Segment Start: DATA

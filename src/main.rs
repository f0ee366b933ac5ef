mod classify;
mod cli;
mod engine;
mod error;
mod fmt;
mod ingest;
mod metafields;
mod models;
mod output;
mod period;
mod reconcile;
mod workbook;

use clap::Parser;

use cli::{Cli, Commands};

fn main() {
    let cli = Cli::parse();

    let result = match cli.command {
        Commands::Convert {
            file,
            output_dir,
            json,
        } => cli::convert::run(&file, output_dir.as_deref(), json),
        Commands::Classify { text } => cli::classify::run(&text),
        Commands::Sheets { file } => cli::sheets::run(&file),
    };

    if let Err(e) = result {
        eprintln!("Error: {e}");
        std::process::exit(1);
    }
}
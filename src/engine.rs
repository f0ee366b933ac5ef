use crate::error::{PromoError, Result};
use crate::ingest;
use crate::metafields;
use crate::models::{MetafieldRow, ReconciliationRow, SheetTable};
use crate::output::{self, OutputTable};
use crate::reconcile;

/// Everything one conversion run produces. The reconciliation rows ride along
/// so callers can report on the run without re-deriving them from the tables.
pub struct ConversionOutput {
    pub reconciliation: Vec<ReconciliationRow>,
    pub summary: OutputTable,
    pub detail: OutputTable,
    pub promo: OutputTable,
    pub cleanup: OutputTable,
}

/// Run one conversion: ingest, classify, reconcile, and lay out the output
/// tables. Pure function of the input sheets.
pub fn convert(sheets: &[SheetTable]) -> Result<ConversionOutput> {
    let ingested = ingest::ingest_sheets(sheets);
    if ingested.candidates.is_empty() {
        return Err(PromoError::NoValidData);
    }

    let reconciliation = reconcile::reconcile(&ingested.provenance, &ingested.candidates);
    let rows: Vec<MetafieldRow> = ingested.candidates.iter().map(metafields::encode).collect();

    Ok(ConversionOutput {
        summary: output::summary_table(&reconciliation),
        detail: output::detail_table(&ingested.candidates),
        promo: output::promo_table(&rows),
        cleanup: output::cleanup_table(&rows),
        reconciliation,
    })
}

Segment End: DATA

▶ WORK REQUEST
Count the lines in the records above that hold the word "SheetTable", and give only that number.

▶ TASK SOLUTION
2